No. Patrick Weekes was one of the writers who pointed out who wrote the ending (ergo, Mac Walters). Then there's the whole PW's Penny Arcade account were he states clearly and very detailed what happened in there.


Did you actually click on the links I typed (which clearly state there was more than one person working on the ending)?

Look, if you're still pissed about the ending or how they "botched" it, just move on. Bioware effectively stopped working on the ending back in June 2012 (minus a couple new lines), and stopped working on this game as of March 2013. You can let this go on for the rest of your life if you want to, but I would highly suggest that you do not buy any future Mass Effect games or stuff from Bioware if you feel they screwed you over. They don't owe you anything at this point.

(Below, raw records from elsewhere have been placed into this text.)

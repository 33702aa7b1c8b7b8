// ============================================================
// Layer 5 — ML / Model Layer (Burn)
// ============================================================
// All network code lives here:
//
//   model.rs     — ShowerNet, the two-headed CNN
//                  • convolution stack over the hit histogram
//                  • dense layers joined with the energy sum
//                  • particle logits + energy regression heads
//                  • cross-entropy + MSLE loss
//
//   trainer.rs   — The training loop
//                  Adam updates, per-epoch validation,
//                  save-best checkpointing and early stopping
//
//   evaluator.rs — Scoring on labelled batches
//                  Validation during training and the final
//                  test-set report of the best checkpoint

/// Shower classification / energy regression network
pub mod model;

/// Training loop with validation, checkpointing and early stopping
pub mod trainer;

/// Loss, accuracy and energy error over labelled batches
pub mod evaluator;
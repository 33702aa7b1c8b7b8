// ============================================================
// Layer 3 — Particle Species
// ============================================================
// The four beam particles simulated in the calorimeter.
// Their order here defines the class index the network
// learns to predict, so it must never change.

use serde::{Deserialize, Serialize};
use std::fmt;

#[derive(Debug, Clone, Copy, PartialEq, Eq, Hash, Serialize, Deserialize)]
pub enum ParticleKind {
    Positron,
    Electron,
    PiPlus,
    PiMinus,
}

impl ParticleKind {
    /// All species in class-index order.
    pub const ALL: [ParticleKind; 4] = [
        ParticleKind::Positron,
        ParticleKind::Electron,
        ParticleKind::PiPlus,
        ParticleKind::PiMinus,
    ];

    /// Short symbol used in dataset file names and plots.
    pub fn symbol(self) -> &'static str {
        match self {
            ParticleKind::Positron => "e+",
            ParticleKind::Electron => "e-",
            ParticleKind::PiPlus   => "pi+",
            ParticleKind::PiMinus  => "pi-",
        }
    }

    pub fn class_index(self) -> usize {
        match self {
            ParticleKind::Positron => 0,
            ParticleKind::Electron => 1,
            ParticleKind::PiPlus   => 2,
            ParticleKind::PiMinus  => 3,
        }
    }

    pub fn from_class_index(index: usize) -> Option<Self> {
        Self::ALL.get(index).copied()
    }

    /// File stem and HDF5 group name of a shower dataset,
    /// e.g. `e+_E1-100_2000`.
    pub fn dataset_stem(self, energy_tag: &str, events: usize) -> String {
        format!("{}_{}_{}", self.symbol(), energy_tag, events)
    }
}

impl fmt::Display for ParticleKind {
    fn fmt(&self, f: &mut fmt::Formatter<'_>) -> fmt::Result {
        f.write_str(self.symbol())
    }
}

#[cfg(test)]
mod tests {
    use super::*;

    #[test]
    fn test_class_indices_follow_all_order() {
        for (i, p) in ParticleKind::ALL.iter().enumerate() {
            assert_eq!(p.class_index(), i);
            assert_eq!(ParticleKind::from_class_index(i), Some(*p));
        }
        assert_eq!(ParticleKind::from_class_index(4), None);
    }

    #[test]
    fn test_dataset_stem() {
        assert_eq!(
            ParticleKind::PiMinus.dataset_stem("E1-100", 2000),
            "pi-_E1-100_2000"
        );
        assert_eq!(ParticleKind::Positron.to_string(), "e+");
    }
}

actully thefinalhour documentary reinforces that it was mac that wrote the ending
from the documentary
"Hudson & Walters spent most of their timefocused on refining the end game, the final hour of the Mass Effect 3 that would be choreographed down to the second.
How to end the trilogy was another subject of great  debate. The massive Illusive Man boss battle was jettisoned, but the teamwas still unsure how to wrap things up. Hudson was pretty sure he wanted this to be the end of Commander Shepards Story, but did that mean he would die or could he survive? For weeks Hudson & Walters discussed the emotions they wanted from players to feel at the end of the game & the wrote dialogue & scenes to support those feelings. One night Walters scribbled down some thoughts on various ways the game could end with the line "Lots of speculation for everyone" at the bttom page"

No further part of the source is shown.